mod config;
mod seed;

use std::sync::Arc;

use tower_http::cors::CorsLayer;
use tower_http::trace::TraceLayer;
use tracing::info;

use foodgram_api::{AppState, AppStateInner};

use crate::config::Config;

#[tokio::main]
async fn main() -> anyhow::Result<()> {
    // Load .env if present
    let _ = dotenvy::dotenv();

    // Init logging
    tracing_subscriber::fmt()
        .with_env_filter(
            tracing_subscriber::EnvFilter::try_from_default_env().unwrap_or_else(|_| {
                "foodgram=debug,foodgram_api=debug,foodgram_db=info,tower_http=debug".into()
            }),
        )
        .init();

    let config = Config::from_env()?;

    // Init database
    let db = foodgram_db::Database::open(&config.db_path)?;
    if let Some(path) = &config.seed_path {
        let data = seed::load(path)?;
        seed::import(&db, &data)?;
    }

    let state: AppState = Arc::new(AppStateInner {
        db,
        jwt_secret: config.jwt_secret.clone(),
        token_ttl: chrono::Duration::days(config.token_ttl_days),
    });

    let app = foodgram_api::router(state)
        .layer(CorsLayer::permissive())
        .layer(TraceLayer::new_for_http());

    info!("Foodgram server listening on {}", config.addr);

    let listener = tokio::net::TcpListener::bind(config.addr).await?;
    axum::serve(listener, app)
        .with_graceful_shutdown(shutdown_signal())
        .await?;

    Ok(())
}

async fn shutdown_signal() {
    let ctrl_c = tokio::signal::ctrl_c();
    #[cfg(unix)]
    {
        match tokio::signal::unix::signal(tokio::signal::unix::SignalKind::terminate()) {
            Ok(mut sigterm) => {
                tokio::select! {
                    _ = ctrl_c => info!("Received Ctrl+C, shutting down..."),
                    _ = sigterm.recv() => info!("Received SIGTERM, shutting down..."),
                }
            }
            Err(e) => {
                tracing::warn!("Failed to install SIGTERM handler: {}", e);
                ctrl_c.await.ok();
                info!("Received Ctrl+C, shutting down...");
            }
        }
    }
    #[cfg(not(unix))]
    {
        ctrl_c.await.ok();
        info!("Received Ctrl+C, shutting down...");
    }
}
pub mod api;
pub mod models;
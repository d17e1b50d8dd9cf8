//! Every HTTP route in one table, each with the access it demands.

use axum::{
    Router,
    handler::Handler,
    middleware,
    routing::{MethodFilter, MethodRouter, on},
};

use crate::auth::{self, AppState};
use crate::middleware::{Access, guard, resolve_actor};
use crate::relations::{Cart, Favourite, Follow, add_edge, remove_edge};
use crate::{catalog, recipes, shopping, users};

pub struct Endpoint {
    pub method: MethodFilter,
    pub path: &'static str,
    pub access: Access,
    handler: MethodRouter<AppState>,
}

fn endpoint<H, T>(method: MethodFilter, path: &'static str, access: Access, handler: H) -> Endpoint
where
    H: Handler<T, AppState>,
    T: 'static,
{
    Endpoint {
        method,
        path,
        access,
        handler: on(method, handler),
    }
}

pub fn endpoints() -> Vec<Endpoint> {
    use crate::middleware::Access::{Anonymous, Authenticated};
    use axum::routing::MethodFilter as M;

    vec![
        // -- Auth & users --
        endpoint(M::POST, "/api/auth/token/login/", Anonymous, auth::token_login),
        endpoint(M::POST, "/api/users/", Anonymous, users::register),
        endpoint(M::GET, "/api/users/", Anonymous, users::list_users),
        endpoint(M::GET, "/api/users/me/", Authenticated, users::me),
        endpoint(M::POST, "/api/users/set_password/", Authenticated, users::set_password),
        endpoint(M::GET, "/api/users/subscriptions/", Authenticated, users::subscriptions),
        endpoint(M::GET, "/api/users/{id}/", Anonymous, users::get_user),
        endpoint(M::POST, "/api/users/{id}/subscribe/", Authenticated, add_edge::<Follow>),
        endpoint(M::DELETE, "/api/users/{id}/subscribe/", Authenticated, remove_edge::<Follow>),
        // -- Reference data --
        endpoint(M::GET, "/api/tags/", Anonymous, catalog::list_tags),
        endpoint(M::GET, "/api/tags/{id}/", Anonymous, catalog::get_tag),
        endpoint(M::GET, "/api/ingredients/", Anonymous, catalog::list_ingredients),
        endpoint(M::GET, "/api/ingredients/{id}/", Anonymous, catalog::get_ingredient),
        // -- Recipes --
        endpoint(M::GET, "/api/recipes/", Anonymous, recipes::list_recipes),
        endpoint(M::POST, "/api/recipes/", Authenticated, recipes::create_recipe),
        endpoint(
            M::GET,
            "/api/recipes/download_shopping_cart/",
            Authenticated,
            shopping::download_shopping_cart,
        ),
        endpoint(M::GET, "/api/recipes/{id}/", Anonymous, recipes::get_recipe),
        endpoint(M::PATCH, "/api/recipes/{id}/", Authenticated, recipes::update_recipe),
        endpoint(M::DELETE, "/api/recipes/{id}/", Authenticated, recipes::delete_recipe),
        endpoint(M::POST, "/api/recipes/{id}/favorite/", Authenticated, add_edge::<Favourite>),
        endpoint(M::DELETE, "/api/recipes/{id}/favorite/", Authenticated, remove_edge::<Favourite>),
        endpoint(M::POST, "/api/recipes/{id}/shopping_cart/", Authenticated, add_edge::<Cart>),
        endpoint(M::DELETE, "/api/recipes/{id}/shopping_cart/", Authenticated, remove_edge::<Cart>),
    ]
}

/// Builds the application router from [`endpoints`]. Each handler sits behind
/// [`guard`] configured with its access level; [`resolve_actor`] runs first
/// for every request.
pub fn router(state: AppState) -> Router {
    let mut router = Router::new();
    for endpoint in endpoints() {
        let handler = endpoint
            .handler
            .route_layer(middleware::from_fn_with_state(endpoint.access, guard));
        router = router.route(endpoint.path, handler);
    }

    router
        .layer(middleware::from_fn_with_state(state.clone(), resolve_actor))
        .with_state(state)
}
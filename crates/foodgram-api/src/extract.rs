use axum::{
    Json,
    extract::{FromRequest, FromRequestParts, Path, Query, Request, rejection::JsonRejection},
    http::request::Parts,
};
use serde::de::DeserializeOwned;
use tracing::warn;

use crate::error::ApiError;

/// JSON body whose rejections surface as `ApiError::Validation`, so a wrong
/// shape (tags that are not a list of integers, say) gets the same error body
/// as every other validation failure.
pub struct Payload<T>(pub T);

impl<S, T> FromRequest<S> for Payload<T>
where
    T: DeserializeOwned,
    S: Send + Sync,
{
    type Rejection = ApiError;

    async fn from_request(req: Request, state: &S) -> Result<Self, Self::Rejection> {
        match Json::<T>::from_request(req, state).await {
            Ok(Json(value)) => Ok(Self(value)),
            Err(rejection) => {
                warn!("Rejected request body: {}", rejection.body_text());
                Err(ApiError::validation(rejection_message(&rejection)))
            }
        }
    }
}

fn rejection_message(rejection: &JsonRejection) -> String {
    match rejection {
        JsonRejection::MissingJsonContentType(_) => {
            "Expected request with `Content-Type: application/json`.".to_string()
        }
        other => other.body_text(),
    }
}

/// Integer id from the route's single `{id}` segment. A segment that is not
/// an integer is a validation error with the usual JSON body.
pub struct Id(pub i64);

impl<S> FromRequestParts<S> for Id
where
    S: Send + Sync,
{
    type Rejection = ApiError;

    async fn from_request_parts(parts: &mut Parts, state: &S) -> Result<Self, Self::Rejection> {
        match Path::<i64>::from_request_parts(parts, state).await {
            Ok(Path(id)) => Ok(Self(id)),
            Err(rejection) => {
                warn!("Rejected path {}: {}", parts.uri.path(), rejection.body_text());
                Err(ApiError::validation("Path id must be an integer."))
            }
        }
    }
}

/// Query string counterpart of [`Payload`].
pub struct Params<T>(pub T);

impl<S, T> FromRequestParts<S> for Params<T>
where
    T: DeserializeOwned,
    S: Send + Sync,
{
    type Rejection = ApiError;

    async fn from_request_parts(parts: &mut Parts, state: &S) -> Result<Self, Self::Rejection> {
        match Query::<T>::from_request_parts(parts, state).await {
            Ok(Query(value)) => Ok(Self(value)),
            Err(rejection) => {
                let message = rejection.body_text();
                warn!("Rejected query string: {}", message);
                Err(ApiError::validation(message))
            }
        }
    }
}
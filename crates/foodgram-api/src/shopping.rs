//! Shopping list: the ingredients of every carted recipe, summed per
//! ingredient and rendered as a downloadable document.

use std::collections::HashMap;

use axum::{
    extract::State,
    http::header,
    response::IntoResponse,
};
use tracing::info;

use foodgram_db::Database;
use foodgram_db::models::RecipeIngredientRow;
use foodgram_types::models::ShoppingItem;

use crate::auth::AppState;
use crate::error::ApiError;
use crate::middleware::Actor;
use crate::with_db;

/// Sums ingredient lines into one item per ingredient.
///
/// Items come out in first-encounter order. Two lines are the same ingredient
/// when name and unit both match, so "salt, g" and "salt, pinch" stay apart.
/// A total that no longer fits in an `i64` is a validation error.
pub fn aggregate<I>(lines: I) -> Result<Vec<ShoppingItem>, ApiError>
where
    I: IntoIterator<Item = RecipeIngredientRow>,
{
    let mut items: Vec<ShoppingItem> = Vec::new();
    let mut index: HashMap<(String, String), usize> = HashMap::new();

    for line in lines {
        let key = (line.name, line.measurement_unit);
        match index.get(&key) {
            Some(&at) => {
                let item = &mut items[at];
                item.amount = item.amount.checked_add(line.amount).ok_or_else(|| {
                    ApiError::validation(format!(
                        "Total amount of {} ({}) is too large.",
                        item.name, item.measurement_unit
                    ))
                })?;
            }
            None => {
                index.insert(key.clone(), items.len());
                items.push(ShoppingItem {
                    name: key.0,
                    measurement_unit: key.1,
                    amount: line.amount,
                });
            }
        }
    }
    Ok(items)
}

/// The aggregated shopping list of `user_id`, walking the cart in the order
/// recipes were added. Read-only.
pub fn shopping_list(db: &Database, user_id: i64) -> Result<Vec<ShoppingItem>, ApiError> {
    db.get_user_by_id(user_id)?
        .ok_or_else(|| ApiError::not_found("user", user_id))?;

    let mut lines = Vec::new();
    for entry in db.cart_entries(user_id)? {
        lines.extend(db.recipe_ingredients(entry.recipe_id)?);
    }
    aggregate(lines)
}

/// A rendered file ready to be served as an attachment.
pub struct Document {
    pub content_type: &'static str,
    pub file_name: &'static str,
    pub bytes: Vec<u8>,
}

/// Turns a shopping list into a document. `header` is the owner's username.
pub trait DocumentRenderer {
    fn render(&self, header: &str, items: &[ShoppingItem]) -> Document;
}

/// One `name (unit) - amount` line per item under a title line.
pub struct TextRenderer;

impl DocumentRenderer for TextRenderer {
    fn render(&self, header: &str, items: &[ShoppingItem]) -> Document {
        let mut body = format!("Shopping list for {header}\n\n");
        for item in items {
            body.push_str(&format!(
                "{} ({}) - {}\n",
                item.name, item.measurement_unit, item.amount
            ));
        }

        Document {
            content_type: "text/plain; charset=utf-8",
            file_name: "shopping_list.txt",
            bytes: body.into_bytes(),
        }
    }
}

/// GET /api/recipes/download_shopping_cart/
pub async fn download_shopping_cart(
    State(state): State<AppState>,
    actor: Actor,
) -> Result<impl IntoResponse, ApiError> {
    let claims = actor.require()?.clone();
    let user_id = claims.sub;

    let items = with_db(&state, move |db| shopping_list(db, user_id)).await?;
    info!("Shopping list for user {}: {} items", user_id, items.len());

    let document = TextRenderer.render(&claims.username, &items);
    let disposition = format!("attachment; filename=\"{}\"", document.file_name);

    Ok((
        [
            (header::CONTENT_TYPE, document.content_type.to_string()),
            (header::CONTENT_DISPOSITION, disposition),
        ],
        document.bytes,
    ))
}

--- --- ---

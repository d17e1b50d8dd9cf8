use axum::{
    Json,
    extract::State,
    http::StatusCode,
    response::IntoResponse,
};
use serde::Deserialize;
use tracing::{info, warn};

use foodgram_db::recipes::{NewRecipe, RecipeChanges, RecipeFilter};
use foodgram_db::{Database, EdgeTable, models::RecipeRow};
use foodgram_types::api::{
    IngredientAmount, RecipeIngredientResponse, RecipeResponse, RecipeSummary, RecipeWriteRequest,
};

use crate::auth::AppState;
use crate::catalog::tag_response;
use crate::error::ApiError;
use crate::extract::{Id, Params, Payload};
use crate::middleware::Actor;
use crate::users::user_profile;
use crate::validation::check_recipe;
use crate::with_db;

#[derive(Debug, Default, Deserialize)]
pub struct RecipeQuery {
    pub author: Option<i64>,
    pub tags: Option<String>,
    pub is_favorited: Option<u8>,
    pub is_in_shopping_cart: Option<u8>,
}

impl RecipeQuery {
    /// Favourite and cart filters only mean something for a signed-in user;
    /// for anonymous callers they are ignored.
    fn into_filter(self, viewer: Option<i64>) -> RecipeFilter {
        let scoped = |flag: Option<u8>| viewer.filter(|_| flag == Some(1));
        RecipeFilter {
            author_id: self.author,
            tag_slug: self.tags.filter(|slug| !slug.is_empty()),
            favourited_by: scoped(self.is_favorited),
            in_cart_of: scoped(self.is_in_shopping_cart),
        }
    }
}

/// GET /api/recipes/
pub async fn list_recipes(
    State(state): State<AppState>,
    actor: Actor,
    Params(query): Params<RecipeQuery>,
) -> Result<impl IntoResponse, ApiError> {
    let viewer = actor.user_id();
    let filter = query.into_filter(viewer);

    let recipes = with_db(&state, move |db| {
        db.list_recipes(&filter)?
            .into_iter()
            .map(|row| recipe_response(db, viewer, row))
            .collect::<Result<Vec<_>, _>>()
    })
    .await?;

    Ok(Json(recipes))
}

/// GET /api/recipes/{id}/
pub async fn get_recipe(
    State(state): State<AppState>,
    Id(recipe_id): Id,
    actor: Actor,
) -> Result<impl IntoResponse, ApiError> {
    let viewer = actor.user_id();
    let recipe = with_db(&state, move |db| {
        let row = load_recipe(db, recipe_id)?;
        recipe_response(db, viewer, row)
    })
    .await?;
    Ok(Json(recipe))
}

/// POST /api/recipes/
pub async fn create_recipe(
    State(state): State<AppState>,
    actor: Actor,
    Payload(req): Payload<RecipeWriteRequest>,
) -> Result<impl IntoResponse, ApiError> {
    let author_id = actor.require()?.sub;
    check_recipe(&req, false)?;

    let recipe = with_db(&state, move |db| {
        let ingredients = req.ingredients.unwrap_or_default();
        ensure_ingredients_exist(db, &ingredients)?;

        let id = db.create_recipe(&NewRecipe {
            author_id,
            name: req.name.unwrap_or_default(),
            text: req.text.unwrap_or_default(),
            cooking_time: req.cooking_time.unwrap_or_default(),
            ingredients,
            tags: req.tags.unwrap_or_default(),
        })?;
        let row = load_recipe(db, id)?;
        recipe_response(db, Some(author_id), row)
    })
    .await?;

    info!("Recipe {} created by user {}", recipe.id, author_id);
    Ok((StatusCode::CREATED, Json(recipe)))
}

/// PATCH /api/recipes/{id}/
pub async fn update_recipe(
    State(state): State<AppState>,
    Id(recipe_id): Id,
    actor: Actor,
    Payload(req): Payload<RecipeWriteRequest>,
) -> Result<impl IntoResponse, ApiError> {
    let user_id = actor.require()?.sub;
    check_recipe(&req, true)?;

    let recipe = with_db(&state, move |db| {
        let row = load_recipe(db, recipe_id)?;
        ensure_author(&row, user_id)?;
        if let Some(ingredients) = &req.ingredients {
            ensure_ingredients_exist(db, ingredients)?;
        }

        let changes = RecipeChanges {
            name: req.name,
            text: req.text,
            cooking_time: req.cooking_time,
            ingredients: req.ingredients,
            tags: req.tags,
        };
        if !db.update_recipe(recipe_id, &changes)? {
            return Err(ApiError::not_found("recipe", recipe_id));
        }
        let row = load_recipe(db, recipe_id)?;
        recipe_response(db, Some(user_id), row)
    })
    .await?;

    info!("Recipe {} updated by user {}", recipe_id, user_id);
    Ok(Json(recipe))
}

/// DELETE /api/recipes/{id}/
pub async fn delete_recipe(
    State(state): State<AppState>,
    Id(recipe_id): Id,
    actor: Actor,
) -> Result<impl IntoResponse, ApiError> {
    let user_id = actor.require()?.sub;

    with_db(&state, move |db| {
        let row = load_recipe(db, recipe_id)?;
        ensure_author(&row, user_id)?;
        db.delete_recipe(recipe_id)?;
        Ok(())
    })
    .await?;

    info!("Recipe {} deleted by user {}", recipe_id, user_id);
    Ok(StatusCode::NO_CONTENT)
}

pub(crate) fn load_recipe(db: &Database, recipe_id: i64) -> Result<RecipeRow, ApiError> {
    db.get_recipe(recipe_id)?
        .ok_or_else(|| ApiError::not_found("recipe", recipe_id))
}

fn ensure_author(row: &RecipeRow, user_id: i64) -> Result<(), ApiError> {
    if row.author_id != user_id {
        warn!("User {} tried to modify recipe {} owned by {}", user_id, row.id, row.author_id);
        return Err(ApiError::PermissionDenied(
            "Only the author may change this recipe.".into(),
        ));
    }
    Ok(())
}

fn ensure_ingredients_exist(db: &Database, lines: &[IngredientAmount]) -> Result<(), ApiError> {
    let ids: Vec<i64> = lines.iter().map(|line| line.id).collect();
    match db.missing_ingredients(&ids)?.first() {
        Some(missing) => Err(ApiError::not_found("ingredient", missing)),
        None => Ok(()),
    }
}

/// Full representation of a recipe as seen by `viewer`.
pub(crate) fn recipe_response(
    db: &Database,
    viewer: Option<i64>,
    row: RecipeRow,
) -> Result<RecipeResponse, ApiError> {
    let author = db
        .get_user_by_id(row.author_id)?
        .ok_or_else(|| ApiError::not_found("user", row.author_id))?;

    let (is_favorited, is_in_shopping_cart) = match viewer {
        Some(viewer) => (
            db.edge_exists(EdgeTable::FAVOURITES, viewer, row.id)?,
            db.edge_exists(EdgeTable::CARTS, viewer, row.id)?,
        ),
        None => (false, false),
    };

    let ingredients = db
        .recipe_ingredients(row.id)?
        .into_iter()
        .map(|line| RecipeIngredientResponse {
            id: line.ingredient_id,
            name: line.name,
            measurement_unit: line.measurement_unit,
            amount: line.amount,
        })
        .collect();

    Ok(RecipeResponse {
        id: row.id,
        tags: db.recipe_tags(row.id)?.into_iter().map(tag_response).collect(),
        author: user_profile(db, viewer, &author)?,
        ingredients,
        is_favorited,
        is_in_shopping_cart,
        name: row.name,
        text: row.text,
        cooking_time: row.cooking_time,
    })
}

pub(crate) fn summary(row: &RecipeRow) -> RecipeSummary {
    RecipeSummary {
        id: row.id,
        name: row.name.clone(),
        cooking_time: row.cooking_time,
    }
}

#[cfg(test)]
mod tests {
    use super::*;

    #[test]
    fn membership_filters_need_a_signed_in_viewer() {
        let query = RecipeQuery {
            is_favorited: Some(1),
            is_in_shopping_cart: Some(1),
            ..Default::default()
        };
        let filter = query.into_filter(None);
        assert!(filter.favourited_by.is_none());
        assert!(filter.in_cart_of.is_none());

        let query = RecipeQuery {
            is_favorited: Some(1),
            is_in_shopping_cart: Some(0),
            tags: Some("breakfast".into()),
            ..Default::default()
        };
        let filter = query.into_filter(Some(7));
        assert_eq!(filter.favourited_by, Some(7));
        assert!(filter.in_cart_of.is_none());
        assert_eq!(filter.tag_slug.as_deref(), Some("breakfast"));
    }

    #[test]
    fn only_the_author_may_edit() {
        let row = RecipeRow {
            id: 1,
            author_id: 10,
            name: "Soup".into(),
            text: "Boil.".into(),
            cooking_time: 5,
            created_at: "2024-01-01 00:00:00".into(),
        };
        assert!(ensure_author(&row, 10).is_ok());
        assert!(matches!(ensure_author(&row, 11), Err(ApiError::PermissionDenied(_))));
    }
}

--- --- ---

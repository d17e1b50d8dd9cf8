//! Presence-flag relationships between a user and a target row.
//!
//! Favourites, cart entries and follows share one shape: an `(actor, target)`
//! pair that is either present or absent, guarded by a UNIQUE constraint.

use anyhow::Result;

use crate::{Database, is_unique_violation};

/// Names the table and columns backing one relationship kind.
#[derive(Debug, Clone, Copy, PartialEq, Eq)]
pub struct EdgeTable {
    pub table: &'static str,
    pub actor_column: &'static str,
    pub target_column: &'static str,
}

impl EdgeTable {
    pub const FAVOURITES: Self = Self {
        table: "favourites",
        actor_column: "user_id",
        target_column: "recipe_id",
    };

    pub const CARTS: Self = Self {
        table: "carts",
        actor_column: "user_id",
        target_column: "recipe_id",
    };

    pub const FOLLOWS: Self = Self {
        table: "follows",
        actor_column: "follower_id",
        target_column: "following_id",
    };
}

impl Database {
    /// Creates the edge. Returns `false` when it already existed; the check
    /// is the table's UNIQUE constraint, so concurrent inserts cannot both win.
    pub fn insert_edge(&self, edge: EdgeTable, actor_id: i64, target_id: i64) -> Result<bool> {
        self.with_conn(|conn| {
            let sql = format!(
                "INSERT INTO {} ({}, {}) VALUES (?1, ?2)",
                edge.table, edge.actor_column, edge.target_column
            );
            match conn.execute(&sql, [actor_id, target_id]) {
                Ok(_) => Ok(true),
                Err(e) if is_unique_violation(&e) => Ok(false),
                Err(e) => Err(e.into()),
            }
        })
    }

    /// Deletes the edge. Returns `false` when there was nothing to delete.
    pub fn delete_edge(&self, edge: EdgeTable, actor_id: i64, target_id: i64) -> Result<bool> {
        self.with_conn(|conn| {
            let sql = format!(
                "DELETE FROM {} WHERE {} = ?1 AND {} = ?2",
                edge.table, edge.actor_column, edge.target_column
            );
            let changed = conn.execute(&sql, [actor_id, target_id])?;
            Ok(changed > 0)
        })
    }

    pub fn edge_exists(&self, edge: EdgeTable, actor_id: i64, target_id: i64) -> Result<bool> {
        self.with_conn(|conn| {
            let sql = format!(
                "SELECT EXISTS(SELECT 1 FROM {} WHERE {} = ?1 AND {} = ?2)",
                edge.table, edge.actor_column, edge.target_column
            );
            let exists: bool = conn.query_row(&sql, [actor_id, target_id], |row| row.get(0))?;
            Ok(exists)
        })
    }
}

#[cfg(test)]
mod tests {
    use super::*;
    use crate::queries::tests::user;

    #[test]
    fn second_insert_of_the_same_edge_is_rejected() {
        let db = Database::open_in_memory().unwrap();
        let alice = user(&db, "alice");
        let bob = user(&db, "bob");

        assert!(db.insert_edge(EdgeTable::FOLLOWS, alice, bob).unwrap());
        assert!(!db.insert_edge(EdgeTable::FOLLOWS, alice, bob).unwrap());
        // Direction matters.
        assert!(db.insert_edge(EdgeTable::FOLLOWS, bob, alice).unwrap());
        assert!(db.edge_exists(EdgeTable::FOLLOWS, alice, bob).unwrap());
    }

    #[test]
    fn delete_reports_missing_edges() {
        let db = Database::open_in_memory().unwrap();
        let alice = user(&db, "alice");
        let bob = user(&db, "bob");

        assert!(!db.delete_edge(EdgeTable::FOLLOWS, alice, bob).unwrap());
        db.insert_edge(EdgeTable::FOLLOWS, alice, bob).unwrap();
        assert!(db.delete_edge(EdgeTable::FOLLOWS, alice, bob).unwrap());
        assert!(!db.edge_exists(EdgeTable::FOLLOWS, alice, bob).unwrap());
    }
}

--- --- ---

Brief – The entries above hold the needed span. Transcribe exactly the lines from the one with "let author = db" to the one with "let ingredients = db", both included.

Expected answer –
    let author = db
        .get_user_by_id(row.author_id)?
        .ok_or_else(|| ApiError::not_found("user", row.author_id))?;

    let (is_favorited, is_in_shopping_cart) = match viewer {
        Some(viewer) => (
            db.edge_exists(EdgeTable::FAVOURITES, viewer, row.id)?,
            db.edge_exists(EdgeTable::CARTS, viewer, row.id)?,
        ),
        None => (false, false),
    };

    let ingredients = db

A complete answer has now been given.